The first thing you have to do is design a test, and to do this you must first be able to explicitly and unambiguously describe your ability. If it’s painful to be within a certain distance of a Wi-Fi router, and this pain is unmistakable and comes and goes reliably when the device is powered on or off, then go with this. The idea of being explicit and unambiguous in advance of conducting your test is to eliminate any “outs” for yourself: if you fail the test, you do not want there to be any opportunity to excuse the failure, such as “Sometimes it takes awhile to feel anything,” or “maybe it’s not the right brand of router.”
Similarly, you must certify the conditions of the test. We’re going to put the router in the next room, with a person to turn it on or off. You need to certify, before the test, that you can absolutely tell whether it’s on or off, in this room, at this time of day, with this person. And you need to do so with no other clues, like hearing its power switch, seeing the room lights dim, or seeing the glow of a power indicator. You must validate that your ability is real and that it functions according to your belief under the actual test conditions. If you are unable to get even this far, you should being to seriously question your self-diagnosis.

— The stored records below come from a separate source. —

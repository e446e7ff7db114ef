//! Column layout: which item sits where, and how tall it is.
//!
//! The canvas is an infinite grid of fixed-width columns. Column `c` starts at
//! `x = c * (card_width + gap)`; odd columns start `stagger_offset` lower than
//! even ones, giving the brick-like look. Within a column, ordinal `0` sits at
//! the stagger origin, positive ordinals stack downward and negative ordinals
//! stack upward, every pair separated by exactly `gap`.
//!
//! Item choice is pure modulo arithmetic over the portfolio, so the same
//! `(column, ordinal)` always shows the same item and layout never fails for
//! a non-empty portfolio.

use std::sync::Arc;

use mosaic_ui::Px;

use crate::{
    config::CanvasConfig,
    dimensions::DimensionCache,
    item::{Portfolio, PortfolioItem},
    measurement::{CellId, Measure},
};

/// Where a cell's height came from.
#[derive(Debug, Clone, Copy, PartialEq, Eq)]
pub enum HeightSource {
    /// The host reported the rendered height.
    Measured,
    /// Derived from the cover image's cached aspect ratio.
    AspectRatio,
    /// Nothing known yet; the configured estimate.
    Estimated,
}

/// A resolved cell before it has a vertical position.
#[derive(Debug, Clone)]
pub struct CellSpec {
    /// The item shown.
    pub item: Arc<PortfolioItem>,
    /// The cell's identity.
    pub id: CellId,
    /// Height of the card, never negative.
    pub height: Px,
    /// How `height` was determined.
    pub source: HeightSource,
}

/// Maps `(column, ordinal)` to items and heights.
///
/// Borrowing everything keeps a layout pass a pure function of its inputs:
/// two passes over the same portfolio, cache contents and measurements give
/// identical results.
pub struct ColumnLayout<'a, M: Measure + ?Sized> {
    config: &'a CanvasConfig,
    portfolio: &'a Portfolio,
    dimensions: &'a DimensionCache,
    measurements: &'a M,
}

impl<'a, M: Measure + ?Sized> ColumnLayout<'a, M> {
    /// Creates a layout over already sanitised configuration.
    pub fn new(
        config: &'a CanvasConfig,
        portfolio: &'a Portfolio,
        dimensions: &'a DimensionCache,
        measurements: &'a M,
    ) -> Self {
        Self {
            config,
            portfolio,
            dimensions,
            measurements,
        }
    }

    /// The configuration in use.
    pub fn config(&self) -> &CanvasConfig {
        self.config
    }

    /// Whether there is anything to lay out.
    pub fn is_empty(&self) -> bool {
        self.portfolio.is_empty()
    }

    /// Distance between adjacent column origins.
    pub fn column_width(&self) -> Px {
        self.config.column_width()
    }

    /// Left edge of `column`.
    pub fn column_x(&self, column: i32) -> Px {
        self.column_width().saturating_mul(i64::from(column))
    }

    /// Top edge of ordinal `0` in `column`.
    pub fn stagger_origin(&self, column: i32) -> Px {
        if column.rem_euclid(2) == 1 {
            self.config.stagger_offset
        } else {
            Px::ZERO
        }
    }

    /// The item shown at `(column, ordinal)`.
    pub fn item_at(&self, column: i32, ordinal: i32) -> Option<&Arc<PortfolioItem>> {
        let index = i64::from(column) * i64::from(self.config.column_item_stride)
            + i64::from(ordinal);
        self.portfolio.wrapped(index)
    }

    /// Resolves the item, identity and height of `(column, ordinal)`.
    ///
    /// Heights are taken from the host's measurement if there is one, else
    /// from the cover image's aspect ratio at card width, else the estimate.
    pub fn cell(&self, column: i32, ordinal: i32) -> Option<CellSpec> {
        let item = self.item_at(column, ordinal)?;
        let id = CellId::new(item.id.clone(), column, ordinal);
        let (height, source) = self.height_of(item, &id);
        Some(CellSpec {
            item: item.clone(),
            id,
            height: height.max(Px::ZERO),
            source,
        })
    }

    fn height_of(&self, item: &PortfolioItem, id: &CellId) -> (Px, HeightSource) {
        if let Some(size) = self.measurements.measure(id) {
            return (size.height, HeightSource::Measured);
        }
        if let Some(height) = item
            .cover_image()
            .and_then(|url| self.dimensions.height_for_width(url, self.config.card_width))
        {
            return (height, HeightSource::AspectRatio);
        }
        (self.config.estimated_card_height, HeightSource::Estimated)
    }
}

To take the test, perform ten trials. Have you associate in the next room roll a die. If the number is odd, turn the router on; if even, turn it off. Have them do this silently enough that the switch is not perceptible where you are. The associate then must ring a bell or tap on the wall, indicating (in a way that conveys no other information) that you should write down whether you think the router is on or off. That’s all there is to it. If your condition is real, you should be right every time. If not you should be right about half the time, according to random chance. If you do fail, and you find the reason was that the light was wrong or that you were in the wrong frame of mind or anything else, or you find any rationalization for the failure whatsoever, then you must redesign the test to control for that variable as well, and re-perform the experiment.
It is my sincere hope that some sufferer might follow this process and gain sufficient insight into their condition to put them on the road to recovery.
And this, Popular Science, is science. There is a good reason that Catholic psychologists petitioned the Vatican in 1984 to forbid exorcists from directly speaking to the demon by which the patient believes herself to be possessed, since doing so only confirms the patient’s erroneous self-diagnosis and makes a psychogenic illness harder to treat. By publishing Featherstone’s article upholding and promoting the EHS sufferers’ wrong self-diagnosis, and giving no more than hand-waving token mention of what scientists actually know about EHS, you’ve pushed these people farther into their exile in the National Radio Quiet Zone, and thus done a disservice to them and to the public understanding. The title “Popular Science” can be interpreted in different ways; I hope that “Popular Real Science” ends up being the one that sticks.